(Dataset entries)
/---

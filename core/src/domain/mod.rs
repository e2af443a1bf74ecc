//! Domain logic for the ingestion pipeline
//!
//! - `message` - wire message model
//! - `normalize` - identifier and fuzzy-date canonicalization
//! - `preprocess` - per-message normalization, applied before batching
//! - `source` - work queue consumer feeding the pipeline
//! - `batcher` - time-or-count batch formation
//! - `fanout` - parallel store application
//! - `signal` - completion queue relay
//! - `pipeline` - orchestration and the serial batch barrier

pub mod batcher;
pub mod fanout;
pub mod message;
pub mod normalize;
pub mod pipeline;
pub mod preprocess;
pub mod signal;
pub mod source;

pub use message::{Message, MessageKind, Meta};
pub use pipeline::IngestPipeline;
//! Ingest pipeline orchestration
//!
//! Wires the stages together:
//!
//! ```text
//! work queue -> source (decode + preprocess) -> batcher -> fan-out -> completion queue
//! ```
//!
//! Batches apply strictly one at a time: batch N+1's fan-out does not
//! start until batch N's outcome is known. That serial barrier is what
//! keeps completion signals behind the data that causally precedes them,
//! and it doubles as backpressure against the source channel.

use std::sync::Arc;
use std::time::Duration;

use tokio::sync::watch;
use tokio::task::JoinHandle;

use super::batcher::Batcher;
use super::fanout::FanoutExecutor;
use super::message::Message;
use super::signal::CompletionSignaler;
use super::source::MessageSource;
use crate::core::config::CoreConfig;
use crate::data::queue::QueueService;
use crate::data::stores::StoreService;

pub struct IngestPipeline {
    queue: Arc<QueueService>,
    stores: Arc<StoreService>,
    batch_size: usize,
    batch_timeout: Duration,
}

impl IngestPipeline {
    pub fn new(queue: Arc<QueueService>, stores: Arc<StoreService>, config: &CoreConfig) -> Self {
        Self {
            queue,
            stores,
            batch_size: config.batch_size,
            batch_timeout: config.batch_timeout,
        }
    }

    /// Start the pipeline
    ///
    /// Runs until shutdown, then drains: the source stops feeding, the
    /// batcher flushes its partial batch, and the final fan-out completes
    /// before the handle resolves.
    pub fn start(self, shutdown_rx: watch::Receiver<bool>) -> JoinHandle<()> {
        tokio::spawn(async move {
            let (rx, source_handle) =
                MessageSource::new(Arc::clone(&self.queue)).start(shutdown_rx);
            let mut batcher = Batcher::new(rx, self.batch_size, self.batch_timeout);
            let executor = FanoutExecutor::new(self.stores.backends().to_vec());
            let signaler = CompletionSignaler::new(Arc::clone(&self.queue));

            tracing::debug!(
                batch_size = self.batch_size,
                batch_timeout_ms = self.batch_timeout.as_millis() as u64,
                stores = self.stores.backends().len(),
                "Ingest pipeline started"
            );

            while let Some(batch) = batcher.next_batch().await {
                Self::process_batch(&executor, &signaler, batch).await;
            }

            let _ = source_handle.await;
            tracing::debug!("Ingest pipeline stopped");
        })
    }

    /// Apply one batch and, on success, signal its completions
    async fn process_batch(
        executor: &FanoutExecutor,
        signaler: &CompletionSignaler,
        batch: Vec<Message>,
    ) {
        let size = batch.len();
        let (completions, work): (Vec<Message>, Vec<Message>) = batch
            .into_iter()
            .partition(|message| message.kind.is_dataset_done());

        match executor.execute(&work).await {
            Ok(()) => {
                tracing::debug!(size, work = work.len(), "Batch applied");
                if let Err(e) = signaler.signal(&completions).await {
                    tracing::error!(error = %e, "Failed to push completion signal");
                }
            }
            Err(e) => {
                // Per-store failures were already logged; completions for
                // this batch are withheld
                tracing::error!(
                    error = %e,
                    size,
                    withheld = completions.len(),
                    "Batch failed, withholding completions"
                );
            }
        }
    }
}

#[cfg(test)]
mod tests {
    use super::*;
    use crate::data::stores::{StoreBackend, StoreError};
    use parking_lot::Mutex;
    use serde_json::{Value, json};

    /// Store that records batches and fails a configurable number of times
    struct FlakyStore {
        failures_left: Mutex<u32>,
        batches: Mutex<Vec<Vec<Value>>>,
    }

    impl FlakyStore {
        fn new(failures: u32) -> Arc<Self> {
            Arc::new(Self {
                failures_left: Mutex::new(failures),
                batches: Mutex::new(Vec::new()),
            })
        }
    }

    #[async_trait::async_trait]
    impl StoreBackend for FlakyStore {
        fn name(&self) -> &'static str {
            "flaky"
        }

        async fn initialize(&self) -> Result<(), StoreError> {
            Ok(())
        }

        async fn health_check(&self) -> Result<(), StoreError> {
            Ok(())
        }

        async fn bulk(&self, messages: &[Message]) -> Result<(), StoreError> {
            self.batches
                .lock()
                .push(messages.iter().map(|m| m.payload.clone()).collect());
            let mut failures = self.failures_left.lock();
            if *failures > 0 {
                *failures -= 1;
                return Err(StoreError::rejected("flaky", "induced failure"));
            }
            Ok(())
        }
    }

    fn entity_json(id: &str) -> String {
        json!({ "type": "entity", "meta": { "dataset": "ds1" }, "payload": { "id": id } })
            .to_string()
    }

    fn done_json(seq: u64) -> String {
        json!({ "type": "dataset-done", "meta": { "dataset": "ds1" }, "payload": { "seq": seq } })
            .to_string()
    }

    struct Harness {
        queue: Arc<QueueService>,
        shutdown_tx: watch::Sender<bool>,
        handle: JoinHandle<()>,
    }

    fn start_pipeline(store: Arc<dyn StoreBackend>, batch_size: usize) -> Harness {
        let queue = Arc::new(QueueService::in_memory("test"));
        let stores = Arc::new(StoreService::from_backends(vec![store]));
        let config = CoreConfig {
            batch_size,
            batch_timeout: Duration::from_millis(100),
        };
        let pipeline = IngestPipeline::new(Arc::clone(&queue), stores, &config);
        let (shutdown_tx, shutdown_rx) = watch::channel(false);
        let handle = pipeline.start(shutdown_rx);
        Harness {
            queue,
            shutdown_tx,
            handle,
        }
    }

    async fn stop(harness: Harness) {
        harness.shutdown_tx.send(true).unwrap();
        tokio::time::timeout(Duration::from_secs(10), harness.handle)
            .await
            .unwrap()
            .unwrap();
    }

    #[tokio::test]
    async fn test_completion_follows_successful_batch() {
        let store = FlakyStore::new(0);
        let harness = start_pipeline(store.clone(), 2);

        harness.queue.push_work(&entity_json("ds1/a")).await.unwrap();
        harness.queue.push_work(&done_json(1)).await.unwrap();

        let raw = tokio::time::timeout(
            Duration::from_secs(5),
            harness.queue.pop_done(Duration::from_secs(5)),
        )
        .await
        .unwrap()
        .unwrap()
        .unwrap();
        let payload: Value = serde_json::from_str(&raw).unwrap();
        assert_eq!(payload, json!({ "seq": 1 }));

        // The store saw the work message but not the dataset-done
        let batches = store.batches.lock().clone();
        assert_eq!(batches.len(), 1);
        assert_eq!(batches[0], vec![json!({ "id": "ds1/a" })]);

        stop(harness).await;
    }

    #[tokio::test]
    async fn test_failed_batch_withholds_completions_and_next_proceeds() {
        let store = FlakyStore::new(1);
        let harness = start_pipeline(store.clone(), 2);

        // Batch 1 fails (store's single induced failure)
        harness.queue.push_work(&entity_json("ds1/a")).await.unwrap();
        harness.queue.push_work(&done_json(1)).await.unwrap();
        // Batch 2 succeeds
        harness.queue.push_work(&entity_json("ds1/b")).await.unwrap();
        harness.queue.push_work(&done_json(2)).await.unwrap();

        // Only batch 2's completion arrives
        let raw = tokio::time::timeout(
            Duration::from_secs(5),
            harness.queue.pop_done(Duration::from_secs(5)),
        )
        .await
        .unwrap()
        .unwrap()
        .unwrap();
        let payload: Value = serde_json::from_str(&raw).unwrap();
        assert_eq!(payload, json!({ "seq": 2 }));

        // And nothing else follows
        let next = harness
            .queue
            .pop_done(Duration::from_millis(200))
            .await
            .unwrap();
        assert!(next.is_none());

        // Both batches reached the store, in order
        let batches = store.batches.lock().clone();
        assert_eq!(batches.len(), 2);
        assert_eq!(batches[0], vec![json!({ "id": "ds1/a" })]);
        assert_eq!(batches[1], vec![json!({ "id": "ds1/b" })]);

        stop(harness).await;
    }

    #[tokio::test]
    async fn test_completions_only_batch_skips_stores() {
        let store = FlakyStore::new(0);
        let harness = start_pipeline(store.clone(), 1);

        harness.queue.push_work(&done_json(7)).await.unwrap();

        let raw = tokio::time::timeout(
            Duration::from_secs(5),
            harness.queue.pop_done(Duration::from_secs(5)),
        )
        .await
        .unwrap()
        .unwrap()
        .unwrap();
        assert_eq!(
            serde_json::from_str::<Value>(&raw).unwrap(),
            json!({ "seq": 7 })
        );

        // Empty work never reaches the store
        assert!(store.batches.lock().is_empty());

        stop(harness).await;
    }

    #[tokio::test]
    async fn test_unknown_kind_flows_to_stores() {
        let store = FlakyStore::new(0);
        let harness = start_pipeline(store.clone(), 2);

        let unknown = json!({
            "type": "snapshot",
            "meta": { "dataset": "ds1" },
            "payload": { "marker": true }
        })
        .to_string();
        harness.queue.push_work(&unknown).await.unwrap();
        harness.queue.push_work(&done_json(1)).await.unwrap();

        tokio::time::timeout(
            Duration::from_secs(5),
            harness.queue.pop_done(Duration::from_secs(5)),
        )
        .await
        .unwrap()
        .unwrap()
        .unwrap();

        let batches = store.batches.lock().clone();
        assert_eq!(batches.len(), 1);
        assert_eq!(batches[0], vec![json!({ "marker": true })]);

        stop(harness).await;
    }

    #[tokio::test]
    async fn test_zero_stores_consume_and_signal() {
        let queue = Arc::new(QueueService::in_memory("test"));
        let stores = Arc::new(StoreService::from_backends(vec![]));
        let config = CoreConfig {
            batch_size: 2,
            batch_timeout: Duration::from_millis(100),
        };
        let pipeline = IngestPipeline::new(Arc::clone(&queue), stores, &config);
        let (shutdown_tx, shutdown_rx) = watch::channel(false);
        let handle = pipeline.start(shutdown_rx);

        queue.push_work(&entity_json("ds1/a")).await.unwrap();
        queue.push_work(&done_json(1)).await.unwrap();

        let raw = tokio::time::timeout(
            Duration::from_secs(5),
            queue.pop_done(Duration::from_secs(5)),
        )
        .await
        .unwrap()
        .unwrap()
        .unwrap();
        assert_eq!(
            serde_json::from_str::<Value>(&raw).unwrap(),
            json!({ "seq": 1 })
        );

        shutdown_tx.send(true).unwrap();
        tokio::time::timeout(Duration::from_secs(10), handle)
            .await
            .unwrap()
            .unwrap();
    }
}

\---

- WHAT IS EXPECTED:
Which lines in the data above contain "barrier"? Show each one.

- WRITTEN RESPONSE:
//! - `pipeline` - orchestration and the serial batch barrier
//! start until batch N's outcome is known. That serial barrier is what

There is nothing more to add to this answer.